Write the data out again, word for word.

### Record set ###

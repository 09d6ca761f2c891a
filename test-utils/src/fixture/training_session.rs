//! Training session fixtures for creating in-memory test data.

use chrono::NaiveTime;
use entity::training_session;

pub const DEFAULT_DAY_OF_WEEK: &str = "MONDAY";

/// Default start time, 18:00.
pub fn default_start_time() -> NaiveTime {
    NaiveTime::from_hms_opt(18, 0, 0).unwrap_or_default()
}

/// Default end time, 19:30.
pub fn default_end_time() -> NaiveTime {
    NaiveTime::from_hms_opt(19, 30, 0).unwrap_or_default()
}

/// Creates a training session entity model with default values.
///
/// # Default Values
/// - id: `1`
/// - day_of_week: `"MONDAY"`
/// - start_time: `18:00`
/// - end_time: `19:30`
/// - hall_id: `1`
/// - team_id: `1`
pub fn entity() -> training_session::Model {
    training_session::Model {
        id: 1,
        day_of_week: DEFAULT_DAY_OF_WEEK.to_string(),
        start_time: default_start_time(),
        end_time: default_end_time(),
        hall_id: 1,
        team_id: 1,
    }
}

pub fn entity_builder() -> TrainingSessionEntityBuilder {
    TrainingSessionEntityBuilder { entity: entity() }
}

pub struct TrainingSessionEntityBuilder {
    entity: training_session::Model,
}

impl TrainingSessionEntityBuilder {
    pub fn id(mut self, id: i32) -> Self {
        self.entity.id = id;
        self
    }

    pub fn day_of_week(mut self, day_of_week: impl Into<String>) -> Self {
        self.entity.day_of_week = day_of_week.into();
        self
    }

    pub fn start_time(mut self, start_time: NaiveTime) -> Self {
        self.entity.start_time = start_time;
        self
    }

    pub fn end_time(mut self, end_time: NaiveTime) -> Self {
        self.entity.end_time = end_time;
        self
    }

    pub fn hall_id(mut self, hall_id: i32) -> Self {
        self.entity.hall_id = hall_id;
        self
    }

    pub fn team_id(mut self, team_id: i32) -> Self {
        self.entity.team_id = team_id;
        self
    }

    pub fn build(self) -> training_session::Model {
        self.entity
    }
}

###

## Task result
repository 09d6ca761f2c891a
filename test-utils/src/fixture/training_session.rs
//! Training session fixtures for creating in-memory test data.

use chrono::NaiveTime;
use entity::training_session;

pub const DEFAULT_DAY_OF_WEEK: &str = "MONDAY";

/// Default start time, 18:00.
pub fn default_start_time() -> NaiveTime {
    NaiveTime::from_hms_opt(18, 0, 0).unwrap_or_default()
}

/// Default end time, 19:30.
pub fn default_end_time() -> NaiveTime {
    NaiveTime::from_hms_opt(19, 30, 0).unwrap_or_default()
}

/// Creates a training session entity model with default values.
///
/// # Default Values
/// - id: `1`
/// - day_of_week: `"MONDAY"`
/// - start_time: `18:00`
/// - end_time: `19:30`
/// - hall_id: `1`
/// - team_id: `1`
pub fn entity() -> training_session::Model {
    training_session::Model {
        id: 1,
        day_of_week: DEFAULT_DAY_OF_WEEK.to_string(),
        start_time: default_start_time(),
        end_time: default_end_time(),
        hall_id: 1,
        team_id: 1,
    }
}

pub fn entity_builder() -> TrainingSessionEntityBuilder {
    TrainingSessionEntityBuilder { entity: entity() }
}

pub struct TrainingSessionEntityBuilder {
    entity: training_session::Model,
}

impl TrainingSessionEntityBuilder {
    pub fn id(mut self, id: i32) -> Self {
        self.entity.id = id;
        self
    }

    pub fn day_of_week(mut self, day_of_week: impl Into<String>) -> Self {
        self.entity.day_of_week = day_of_week.into();
        self
    }

    pub fn start_time(mut self, start_time: NaiveTime) -> Self {
        self.entity.start_time = start_time;
        self
    }

    pub fn end_time(mut self, end_time: NaiveTime) -> Self {
        self.entity.end_time = end_time;
        self
    }

    pub fn hall_id(mut self, hall_id: i32) -> Self {
        self.entity.hall_id = hall_id;
        self
    }

    pub fn team_id(mut self, team_id: i32) -> Self {
        self.entity.team_id = team_id;
        self
    }

    pub fn build(self) -> training_session::Model {
        self.entity
    }
}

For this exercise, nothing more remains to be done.